Exercise materials:
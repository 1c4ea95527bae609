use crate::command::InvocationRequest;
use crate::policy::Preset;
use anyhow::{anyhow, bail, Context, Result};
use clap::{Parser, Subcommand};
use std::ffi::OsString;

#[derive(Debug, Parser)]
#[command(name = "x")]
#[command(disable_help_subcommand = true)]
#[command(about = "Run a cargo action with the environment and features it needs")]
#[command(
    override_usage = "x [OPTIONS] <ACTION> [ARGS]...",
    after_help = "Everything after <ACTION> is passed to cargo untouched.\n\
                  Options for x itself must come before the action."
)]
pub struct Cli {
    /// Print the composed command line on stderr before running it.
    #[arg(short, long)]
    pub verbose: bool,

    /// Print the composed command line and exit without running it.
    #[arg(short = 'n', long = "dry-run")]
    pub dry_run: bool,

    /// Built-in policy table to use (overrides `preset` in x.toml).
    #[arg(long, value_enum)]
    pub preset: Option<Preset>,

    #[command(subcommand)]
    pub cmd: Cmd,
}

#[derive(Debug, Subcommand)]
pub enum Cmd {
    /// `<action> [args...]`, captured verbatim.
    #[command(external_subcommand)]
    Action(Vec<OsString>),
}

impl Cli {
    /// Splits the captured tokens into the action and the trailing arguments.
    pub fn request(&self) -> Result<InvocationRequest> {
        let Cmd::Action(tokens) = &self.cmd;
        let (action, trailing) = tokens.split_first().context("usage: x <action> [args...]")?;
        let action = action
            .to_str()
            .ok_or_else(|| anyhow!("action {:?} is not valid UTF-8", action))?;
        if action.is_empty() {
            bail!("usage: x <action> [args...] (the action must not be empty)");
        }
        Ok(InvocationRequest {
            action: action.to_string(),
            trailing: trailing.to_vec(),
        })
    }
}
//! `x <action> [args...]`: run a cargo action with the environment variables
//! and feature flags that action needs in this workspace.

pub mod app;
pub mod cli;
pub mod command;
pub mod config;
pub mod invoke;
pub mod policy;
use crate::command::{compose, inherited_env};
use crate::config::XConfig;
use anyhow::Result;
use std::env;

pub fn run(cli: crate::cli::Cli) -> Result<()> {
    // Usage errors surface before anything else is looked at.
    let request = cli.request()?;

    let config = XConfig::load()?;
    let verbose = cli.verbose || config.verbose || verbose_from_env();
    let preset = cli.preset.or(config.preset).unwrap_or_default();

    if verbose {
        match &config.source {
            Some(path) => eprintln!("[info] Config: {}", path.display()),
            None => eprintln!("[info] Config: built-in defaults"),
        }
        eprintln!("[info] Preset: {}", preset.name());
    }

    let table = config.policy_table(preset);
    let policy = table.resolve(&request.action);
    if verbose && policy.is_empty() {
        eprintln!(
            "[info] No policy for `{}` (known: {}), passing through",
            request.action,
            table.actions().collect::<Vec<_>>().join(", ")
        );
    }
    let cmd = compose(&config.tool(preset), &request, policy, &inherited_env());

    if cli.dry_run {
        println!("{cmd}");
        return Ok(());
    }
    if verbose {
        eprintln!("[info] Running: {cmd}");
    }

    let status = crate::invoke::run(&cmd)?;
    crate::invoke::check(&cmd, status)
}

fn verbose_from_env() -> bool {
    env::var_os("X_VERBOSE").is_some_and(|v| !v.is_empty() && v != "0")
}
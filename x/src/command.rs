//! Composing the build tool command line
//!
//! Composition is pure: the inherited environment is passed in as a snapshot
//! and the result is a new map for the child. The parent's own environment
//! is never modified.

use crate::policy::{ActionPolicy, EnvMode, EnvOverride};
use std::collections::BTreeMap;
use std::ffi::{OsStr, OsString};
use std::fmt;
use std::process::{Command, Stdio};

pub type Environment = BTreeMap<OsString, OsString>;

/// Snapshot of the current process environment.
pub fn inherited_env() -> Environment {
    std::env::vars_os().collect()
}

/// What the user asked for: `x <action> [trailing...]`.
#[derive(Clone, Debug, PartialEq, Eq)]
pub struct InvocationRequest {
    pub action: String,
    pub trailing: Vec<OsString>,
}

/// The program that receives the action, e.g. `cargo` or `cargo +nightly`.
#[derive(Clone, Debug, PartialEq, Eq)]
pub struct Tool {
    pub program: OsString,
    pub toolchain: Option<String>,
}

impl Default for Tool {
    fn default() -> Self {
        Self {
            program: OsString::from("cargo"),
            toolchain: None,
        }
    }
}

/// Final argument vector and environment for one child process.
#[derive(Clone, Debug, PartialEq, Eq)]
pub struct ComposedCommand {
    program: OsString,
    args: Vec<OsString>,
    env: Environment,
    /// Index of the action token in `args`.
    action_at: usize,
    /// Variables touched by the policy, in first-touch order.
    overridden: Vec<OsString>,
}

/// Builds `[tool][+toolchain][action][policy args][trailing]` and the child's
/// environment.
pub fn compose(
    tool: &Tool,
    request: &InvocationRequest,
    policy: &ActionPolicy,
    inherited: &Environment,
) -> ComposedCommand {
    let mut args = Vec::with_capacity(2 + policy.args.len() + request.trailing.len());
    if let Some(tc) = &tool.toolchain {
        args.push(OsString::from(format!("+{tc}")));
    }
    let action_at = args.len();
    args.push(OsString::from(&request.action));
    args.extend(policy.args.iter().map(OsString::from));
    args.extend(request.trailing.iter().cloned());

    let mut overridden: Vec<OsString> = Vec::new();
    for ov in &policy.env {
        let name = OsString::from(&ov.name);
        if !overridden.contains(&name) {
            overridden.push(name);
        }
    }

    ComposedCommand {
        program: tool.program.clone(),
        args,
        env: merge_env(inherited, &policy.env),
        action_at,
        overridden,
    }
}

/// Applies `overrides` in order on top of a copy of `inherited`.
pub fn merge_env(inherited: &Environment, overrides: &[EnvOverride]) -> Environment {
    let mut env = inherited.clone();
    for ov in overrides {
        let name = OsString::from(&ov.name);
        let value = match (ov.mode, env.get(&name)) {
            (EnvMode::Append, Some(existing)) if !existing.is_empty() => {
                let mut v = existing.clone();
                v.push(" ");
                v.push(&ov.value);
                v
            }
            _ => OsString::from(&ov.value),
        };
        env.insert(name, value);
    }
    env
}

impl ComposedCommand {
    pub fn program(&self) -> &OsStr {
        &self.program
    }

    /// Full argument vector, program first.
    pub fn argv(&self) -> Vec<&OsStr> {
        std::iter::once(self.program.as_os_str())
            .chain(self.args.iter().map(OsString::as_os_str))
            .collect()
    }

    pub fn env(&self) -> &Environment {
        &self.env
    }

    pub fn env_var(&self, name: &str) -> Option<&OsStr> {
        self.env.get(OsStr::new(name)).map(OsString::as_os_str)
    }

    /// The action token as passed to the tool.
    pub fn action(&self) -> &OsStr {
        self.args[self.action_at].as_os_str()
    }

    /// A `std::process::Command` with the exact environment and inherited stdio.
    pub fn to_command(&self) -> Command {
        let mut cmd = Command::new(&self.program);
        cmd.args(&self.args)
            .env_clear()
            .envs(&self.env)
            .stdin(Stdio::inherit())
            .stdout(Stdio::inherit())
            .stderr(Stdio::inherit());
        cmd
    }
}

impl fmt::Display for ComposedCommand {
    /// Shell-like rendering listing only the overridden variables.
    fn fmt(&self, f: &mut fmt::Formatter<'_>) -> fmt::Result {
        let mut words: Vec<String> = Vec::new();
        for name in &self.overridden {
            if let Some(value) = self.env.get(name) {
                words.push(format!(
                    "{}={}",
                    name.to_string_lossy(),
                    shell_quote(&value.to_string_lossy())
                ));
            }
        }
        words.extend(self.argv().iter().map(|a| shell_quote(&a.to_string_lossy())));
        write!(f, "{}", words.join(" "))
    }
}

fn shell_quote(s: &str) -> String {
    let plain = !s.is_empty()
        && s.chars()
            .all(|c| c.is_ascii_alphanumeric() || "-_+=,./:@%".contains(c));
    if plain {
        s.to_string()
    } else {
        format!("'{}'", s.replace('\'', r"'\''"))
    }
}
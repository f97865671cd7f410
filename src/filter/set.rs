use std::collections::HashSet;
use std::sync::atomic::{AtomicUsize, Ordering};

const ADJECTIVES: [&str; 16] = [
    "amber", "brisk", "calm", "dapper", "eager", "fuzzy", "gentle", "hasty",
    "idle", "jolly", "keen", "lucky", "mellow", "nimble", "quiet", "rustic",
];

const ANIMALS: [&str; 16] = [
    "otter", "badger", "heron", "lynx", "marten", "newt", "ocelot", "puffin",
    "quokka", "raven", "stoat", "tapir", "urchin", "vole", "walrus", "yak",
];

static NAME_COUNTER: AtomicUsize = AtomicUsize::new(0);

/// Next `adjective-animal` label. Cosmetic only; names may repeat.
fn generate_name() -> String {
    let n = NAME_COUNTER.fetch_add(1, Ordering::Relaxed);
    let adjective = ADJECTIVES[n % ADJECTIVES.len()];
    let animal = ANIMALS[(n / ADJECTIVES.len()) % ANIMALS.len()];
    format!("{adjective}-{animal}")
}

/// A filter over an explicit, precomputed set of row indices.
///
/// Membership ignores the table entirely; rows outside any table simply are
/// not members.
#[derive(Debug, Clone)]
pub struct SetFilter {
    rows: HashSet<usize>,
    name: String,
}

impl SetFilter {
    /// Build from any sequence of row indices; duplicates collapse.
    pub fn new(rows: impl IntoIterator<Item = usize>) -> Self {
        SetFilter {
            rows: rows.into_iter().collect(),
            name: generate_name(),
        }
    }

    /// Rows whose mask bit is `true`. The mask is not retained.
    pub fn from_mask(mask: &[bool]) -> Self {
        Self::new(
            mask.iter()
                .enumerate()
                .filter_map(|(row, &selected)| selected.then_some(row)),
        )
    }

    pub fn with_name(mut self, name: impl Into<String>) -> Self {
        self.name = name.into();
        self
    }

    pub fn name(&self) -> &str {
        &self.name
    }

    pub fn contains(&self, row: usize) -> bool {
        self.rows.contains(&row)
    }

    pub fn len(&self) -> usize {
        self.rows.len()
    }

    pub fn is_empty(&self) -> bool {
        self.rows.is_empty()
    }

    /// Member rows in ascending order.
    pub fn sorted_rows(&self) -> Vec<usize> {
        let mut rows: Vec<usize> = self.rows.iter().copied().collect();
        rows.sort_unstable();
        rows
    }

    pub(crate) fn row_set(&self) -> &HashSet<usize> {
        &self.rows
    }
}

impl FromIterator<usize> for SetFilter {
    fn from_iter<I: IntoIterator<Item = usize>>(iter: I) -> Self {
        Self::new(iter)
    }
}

Your instructions: Using the records above, copy word for word the line with "v.push(&ov.value);", the line with "pub fn to_command(&self)", and every line between them.

Answer for this exercise:
                v.push(&ov.value);
                v
            }
            _ => OsString::from(&ov.value),
        };
        env.insert(name, value);
    }
    env
}

impl ComposedCommand {
    pub fn program(&self) -> &OsStr {
        &self.program
    }

    /// Full argument vector, program first.
    pub fn argv(&self) -> Vec<&OsStr> {
        std::iter::once(self.program.as_os_str())
            .chain(self.args.iter().map(OsString::as_os_str))
            .collect()
    }

    pub fn env(&self) -> &Environment {
        &self.env
    }

    pub fn env_var(&self, name: &str) -> Option<&OsStr> {
        self.env.get(OsStr::new(name)).map(OsString::as_os_str)
    }

    /// The action token as passed to the tool.
    pub fn action(&self) -> &OsStr {
        self.args[self.action_at].as_os_str()
    }

    /// A `std::process::Command` with the exact environment and inherited stdio.
    pub fn to_command(&self) -> Command {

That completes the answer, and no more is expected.